[Stored records]
::::::::::
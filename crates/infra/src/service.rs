//! Flow execution pipeline (application-level orchestration).
//!
//! `InventoryService` wraps every flow from `hearth_inventory::flows` in the
//! same pipeline:
//!
//! ```text
//! request
//!   ↓
//! 1. Take the account's lock (serializes requests per account)
//!   ↓
//! 2. Load the aggregates the flow needs (absent → NotFound)
//!   ↓
//! 3. Run the flow against the in-memory handles (pure, no IO)
//!   ↓
//! 4. Save each touched aggregate once
//!   ↓
//! response body
//! ```
//!
//! A flow that fails at step 3 leaves the store untouched: nothing is saved
//! before the flow has produced its full response.

use std::sync::Arc;

use chrono::Utc;
use serde_json::Value as JsonValue;
use thiserror::Error;
use tracing::instrument;

use hearth_auth::{Account, AuthError, Credentials, verify_credentials};
use hearth_core::{AccountId, DomainError, DomainResult};
use hearth_inventory::flows::{
    self, ClaimRecipe, ClaimRecipeResponse, CreateGuildRequest, ItemLists, LoadoutSection, SaveLoadoutOutcome,
    SaveLoadoutRequest, StartRecipeResponse, StatsView, SyndicateSacrificeRequest, SyndicateSacrificeResponse,
};
use hearth_inventory::{
    AcquisitionService, Guild, Inventory, InventoryChanges, ItemCatalog, StoreItemAcquisition, SyndicateCatalog,
    TypeCount,
};

use crate::locks::AccountLocks;
use crate::store::{AggregateStore, StoreError};

#[derive(Debug, Error)]
pub enum ServiceError {
    #[error(transparent)]
    Domain(#[from] DomainError),

    #[error(transparent)]
    Store(#[from] StoreError),

    #[error(transparent)]
    Auth(#[from] AuthError),
}

pub type ServiceResult<T> = Result<T, ServiceError>;

/// Runs inventory flows against an [`AggregateStore`].
pub struct InventoryService<S> {
    store: S,
    items: Arc<dyn ItemCatalog>,
    syndicates: Arc<dyn SyndicateCatalog>,
    acquisition: Arc<dyn AcquisitionService>,
    locks: AccountLocks,
}

impl<S> InventoryService<S>
where
    S: AggregateStore,
{
    /// Build a service whose item and syndicate lookups come from one catalog.
    pub fn new<C>(store: S, catalog: Arc<C>) -> Self
    where
        C: ItemCatalog + SyndicateCatalog + 'static,
    {
        let items: Arc<dyn ItemCatalog> = catalog.clone();
        let acquisition = Arc::new(StoreItemAcquisition::new(items.clone()));
        Self {
            store,
            items,
            syndicates: catalog,
            acquisition,
            locks: AccountLocks::new(),
        }
    }

    /// Replace the reward-granting collaborator.
    pub fn with_acquisition(mut self, acquisition: Arc<dyn AcquisitionService>) -> Self {
        self.acquisition = acquisition;
        self
    }

    pub fn store(&self) -> &S {
        &self.store
    }

    /// Resolve request credentials to an account id.
    pub async fn authenticate(&self, credentials: &Credentials) -> ServiceResult<AccountId> {
        let account_id = credentials.account_id()?;
        let account = self.store.load_account(account_id).await?;
        Ok(verify_credentials(credentials, account.as_ref())?)
    }

    /// Create an account with an empty inventory and loadout.
    #[instrument(skip(self), err)]
    pub async fn create_account(&self, email: &str) -> ServiceResult<Account> {
        let account = Account::new(email);
        let (inventory, loadout) = flows::provision(account.id);

        self.store.save_account(&account).await?;
        self.store.save_loadout(&loadout).await?;
        self.store.save_inventory(&inventory).await?;

        tracing::info!(account_id = %account.id, "account created");
        Ok(account)
    }

    async fn load_inventory(&self, account_id: AccountId) -> ServiceResult<Inventory> {
        self.store
            .load_inventory(account_id)
            .await?
            .ok_or_else(|| DomainError::not_found(format!("inventory for account {account_id}")).into())
    }

    /// Lock → load inventory → run `flow` → save inventory.
    async fn mutate_inventory<R>(
        &self,
        account_id: AccountId,
        flow: impl FnOnce(&mut Inventory) -> DomainResult<R>,
    ) -> ServiceResult<R> {
        let _guard = self.locks.lock(account_id).await;
        let mut inventory = self.load_inventory(account_id).await?;
        let response = flow(&mut inventory)?;
        self.store.save_inventory(&inventory).await?;
        Ok(response)
    }

    #[instrument(skip(self), fields(account_id = %account_id), err)]
    pub async fn claim_completed_recipe(
        &self,
        account_id: AccountId,
        claim: ClaimRecipe,
    ) -> ServiceResult<ClaimRecipeResponse> {
        let items = self.items.clone();
        self.mutate_inventory(account_id, |inventory| {
            flows::claim_recipe(inventory, items.as_ref(), claim)
        })
        .await
    }

    #[instrument(skip(self), fields(account_id = %account_id), err)]
    pub async fn start_recipe(&self, account_id: AccountId, recipe_name: &str) -> ServiceResult<StartRecipeResponse> {
        let items = self.items.clone();
        self.mutate_inventory(account_id, |inventory| {
            flows::start_recipe(inventory, items.as_ref(), recipe_name, Utc::now())
        })
        .await
    }

    #[instrument(skip(self, request), fields(account_id = %account_id, tag = %request.affiliation_tag), err)]
    pub async fn syndicate_sacrifice(
        &self,
        account_id: AccountId,
        request: &SyndicateSacrificeRequest,
    ) -> ServiceResult<SyndicateSacrificeResponse> {
        let syndicates = self.syndicates.clone();
        let acquisition = self.acquisition.clone();
        self.mutate_inventory(account_id, |inventory| {
            flows::sacrifice(inventory, syndicates.as_ref(), acquisition.as_ref(), request)
        })
        .await
    }

    #[instrument(skip(self, entries), fields(account_id = %account_id, entries = entries.len()), err)]
    pub async fn add_items(&self, account_id: AccountId, entries: &[TypeCount]) -> ServiceResult<InventoryChanges> {
        let items = self.items.clone();
        self.mutate_inventory(account_id, |inventory| {
            flows::add_items(inventory, items.as_ref(), entries)
        })
        .await
    }

    /// Apply a save-loadout batch. The loadout aggregate is only loaded (and
    /// saved) when the batch touches `LoadOuts`.
    #[instrument(skip(self, request), fields(account_id = %account_id), err)]
    pub async fn save_loadout(
        &self,
        account_id: AccountId,
        request: SaveLoadoutRequest,
    ) -> ServiceResult<SaveLoadoutOutcome> {
        let sections = flows::parse_sections(request)?;
        let needs_loadout = sections
            .iter()
            .any(|s| matches!(s, LoadoutSection::LoadOuts(_)));

        let _guard = self.locks.lock(account_id).await;
        let mut inventory = self.load_inventory(account_id).await?;
        let mut loadout = if needs_loadout {
            self.store.load_loadout(account_id).await?
        } else {
            None
        };

        let outcome = flows::save_loadout(&mut inventory, loadout.as_mut(), sections)?;

        if let Some(loadout) = loadout.as_ref().filter(|_| outcome.loadout_changed) {
            self.store.save_loadout(loadout).await?;
        }
        self.store.save_inventory(&inventory).await?;
        Ok(outcome)
    }

    #[instrument(skip(self, request), fields(account_id = %account_id), err)]
    pub async fn create_guild(&self, account_id: AccountId, request: &CreateGuildRequest) -> ServiceResult<Guild> {
        let _guard = self.locks.lock(account_id).await;
        let mut inventory = self.load_inventory(account_id).await?;

        let guild = flows::create_guild(&mut inventory, request)?;

        self.store.save_guild(&guild).await?;
        self.store.save_inventory(&inventory).await?;
        Ok(guild)
    }

    /// Full inventory document, after running the daily reset if due.
    #[instrument(skip(self), fields(account_id = %account_id), err)]
    pub async fn inventory_view(&self, account_id: AccountId) -> ServiceResult<JsonValue> {
        let _guard = self.locks.lock(account_id).await;
        let mut account = self
            .store
            .load_account(account_id)
            .await?
            .ok_or_else(|| DomainError::not_found(format!("account {account_id}")))?;
        let mut inventory = self.load_inventory(account_id).await?;

        let today = flows::day_number(Utc::now());
        if flows::apply_daily_reset(&mut inventory, account.last_login_day, today) {
            account.last_login_day = Some(today);
            self.store.save_account(&account).await?;
            self.store.save_inventory(&inventory).await?;
        }

        let loadout = self.store.load_loadout(account_id).await?;
        Ok(flows::inventory_view(&inventory, loadout.as_ref())?)
    }

    pub async fn stats_view(&self, account_id: AccountId) -> ServiceResult<StatsView> {
        let inventory = self.load_inventory(account_id).await?;
        Ok(flows::stats_view(&inventory))
    }

    /// Catalog items grouped for the item picker. Touches no aggregate.
    pub fn item_lists(&self) -> ItemLists {
        flows::item_lists(self.items.as_ref())
    }
}

#[cfg(test)]
mod tests {
    use super::*;
    use hearth_inventory::{CountedKind, RecipeDefinition, StaticCatalog};

    use crate::store::InMemoryAggregateStore;

    fn service() -> InventoryService<Arc<InMemoryAggregateStore>> {
        let catalog = Arc::new(StaticCatalog::builtin().unwrap());
        InventoryService::new(Arc::new(InMemoryAggregateStore::new()), catalog)
    }

    #[tokio::test]
    async fn flows_require_a_provisioned_inventory() {
        let svc = service();
        let err = svc
            .add_items(AccountId::new(), &[TypeCount::new("/Lotus/Types/Items/MiscItems/Ferrite", 1)])
            .await
            .unwrap_err();
        assert!(matches!(err, ServiceError::Domain(e) if e.is_not_found()));
    }

    #[tokio::test]
    async fn failed_flow_persists_nothing() {
        let svc = service();
        let account = svc.create_account("tenno@example.com").await.unwrap();
        svc.add_items(account.id, &[TypeCount::new("/Lotus/Types/Items/MiscItems/Ferrite", 10)])
            .await
            .unwrap();

        let err = svc
            .add_items(
                account.id,
                &[
                    TypeCount::new("/Lotus/Types/Items/MiscItems/Ferrite", 5),
                    TypeCount::new("/Lotus/Types/Nope", 1),
                ],
            )
            .await
            .unwrap_err();
        assert!(matches!(err, ServiceError::Domain(DomainError::UnknownItemType(_))));

        let stored = svc.store().load_inventory(account.id).await.unwrap().unwrap();
        assert_eq!(stored.misc_items.count("/Lotus/Types/Items/MiscItems/Ferrite"), 10);
    }

    #[tokio::test]
    async fn claim_failing_after_removal_keeps_the_pending_recipe() {
        let catalog = StaticCatalog::builtin().unwrap().with_recipe(
            "/Recipes/Orphan",
            RecipeDefinition {
                result_type: "/Items/NotInCatalog".into(),
                num: 1,
                build_price: 0,
                build_time: 0,
                skip_build_time_price: 0,
                consume_on_use: true,
                ingredients: vec![],
            },
        );
        let svc = InventoryService::new(Arc::new(InMemoryAggregateStore::new()), Arc::new(catalog));
        let account = svc.create_account("tenno@example.com").await.unwrap();
        let started = svc.start_recipe(account.id, "/Recipes/Orphan").await.unwrap();
        let before = svc.store().load_inventory(account.id).await.unwrap().unwrap();

        let err = svc
            .claim_completed_recipe(
                account.id,
                ClaimRecipe {
                    recipe_id: started.recipe_id,
                    cancel: false,
                    rush: true,
                },
            )
            .await
            .unwrap_err();
        assert!(matches!(err, ServiceError::Domain(DomainError::UnknownItemType(_))));

        let stored = svc.store().load_inventory(account.id).await.unwrap().unwrap();
        assert_eq!(stored, before);
        assert!(stored.pending_recipes.contains(&started.recipe_id));
    }

    #[tokio::test]
    async fn authenticate_checks_the_nonce() {
        let svc = service();
        let account = svc.create_account("tenno@example.com").await.unwrap();

        let good = Credentials {
            account_id: account.id.to_string(),
            nonce: account.nonce.to_string(),
        };
        assert_eq!(svc.authenticate(&good).await.unwrap(), account.id);

        let bad = Credentials {
            nonce: "12345".into(),
            ..good
        };
        assert!(matches!(svc.authenticate(&bad).await, Err(ServiceError::Auth(_))));
    }

    #[tokio::test]
    async fn guild_creation_saves_both_aggregates() {
        let svc = service();
        let account = svc.create_account("tenno@example.com").await.unwrap();

        let guild = svc
            .create_guild(
                account.id,
                &CreateGuildRequest {
                    guild_name: "Hearthguard".into(),
                },
            )
            .await
            .unwrap();

        let stored_guild = svc.store().load_guild(guild.id).await.unwrap();
        assert_eq!(stored_guild, Some(guild.clone()));
        let inventory = svc.store().load_inventory(account.id).await.unwrap().unwrap();
        assert_eq!(inventory.guild_id, Some(guild.id));
        assert_eq!(inventory.counted(CountedKind::LevelKeys).count(flows::guild::DOJO_KEY), 1);
    }
}
use rug::Integer;
use thiserror::Error;

/// The error that arises when a value cannot be represented in the plaintext domain.
#[derive(Debug, PartialEq, Eq, Error)]
pub enum EncodingError {
    /// The scaled magnitude does not fit in the signed half of the plaintext domain.
    #[error("scaled value does not fit in the signed half of the plaintext domain")]
    Overflow,
    /// The value is NaN or infinite.
    #[error("value is not a finite number")]
    NotFinite,
}

/// Maps signed rational values into the integer plaintext domain $[0, n)$ and back, by scaling
/// them with a fixed positive factor. Negative values occupy the upper half of the domain, so a
/// plaintext $m > n / 2$ decodes to $m - n$.
///
/// Homomorphic results only decode correctly as long as every intermediate magnitude stays below
/// $n / 2$ after scaling. Note that both sides of a pipeline must use the same codec: decoding
/// with a different scale silently produces nonsense.
#[derive(Copy, Clone, Debug)]
pub struct FixedPointCodec {
    scale: u64,
}

impl FixedPointCodec {
    /// Creates a codec for the given scale. A scale of 1 encodes plain integers; a scale of
    /// $10^k$ retains $k$ decimal digits.
    pub fn new(scale: u64) -> Self {
        assert!(scale >= 1, "the scale must be a positive integer");

        FixedPointCodec { scale }
    }

    /// The scale factor of this codec.
    pub fn scale(&self) -> u64 {
        self.scale
    }

    /// Encodes a signed rational value as an integer in $[0, n)$ by rounding the scaled value to
    /// the nearest integer. Values whose scaled magnitude does not fit in the signed half of the
    /// domain are rejected, as are values that are NaN or infinite.
    /// ```
    /// # use privsum_he::encoding::FixedPointCodec;
    /// # use rug::Integer;
    /// let codec = FixedPointCodec::new(100);
    /// let modulus = Integer::from(1_000_003);
    ///
    /// let plaintext = codec.encode(-3.72, &modulus).unwrap();
    /// assert_eq!(codec.decode(plaintext, &modulus), -3.72);
    /// ```
    pub fn encode(&self, value: f64, modulus: &Integer) -> Result<Integer, EncodingError> {
        let scaled = (value * self.scale as f64).round();
        let encoded = Integer::from_f64(scaled).ok_or(EncodingError::NotFinite)?;

        let mut magnitude = Integer::from(encoded.abs_ref());
        magnitude <<= 1;
        if magnitude >= *modulus {
            return Err(EncodingError::Overflow);
        }

        if encoded < 0 {
            Ok(encoded + modulus)
        } else {
            Ok(encoded)
        }
    }

    /// Decodes a plaintext in $[0, n)$ back into a signed rational value, reinterpreting the
    /// upper half of the domain as negative.
    pub fn decode(&self, plaintext: Integer, modulus: &Integer) -> f64 {
        let half = Integer::from(modulus >> 1);

        let signed = if plaintext > half {
            plaintext - modulus
        } else {
            plaintext
        };

        signed.to_f64() / self.scale as f64
    }
}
::::::::::
• **DIRECTIONS FOR THIS TASK**: Your answer must be the line holding "if magnitude >= *modulus" plus every later line to the end of the records, copied exactly.

• **OUTPUT**:
        if magnitude >= *modulus {
            return Err(EncodingError::Overflow);
        }

        if encoded < 0 {
            Ok(encoded + modulus)
        } else {
            Ok(encoded)
        }
    }

    /// Decodes a plaintext in $[0, n)$ back into a signed rational value, reinterpreting the
    /// upper half of the domain as negative.
    pub fn decode(&self, plaintext: Integer, modulus: &Integer) -> f64 {
        let half = Integer::from(modulus >> 1);

        let signed = if plaintext > half {
            plaintext - modulus
        } else {
            plaintext
        };

        signed.to_f64() / self.scale as f64
    }
}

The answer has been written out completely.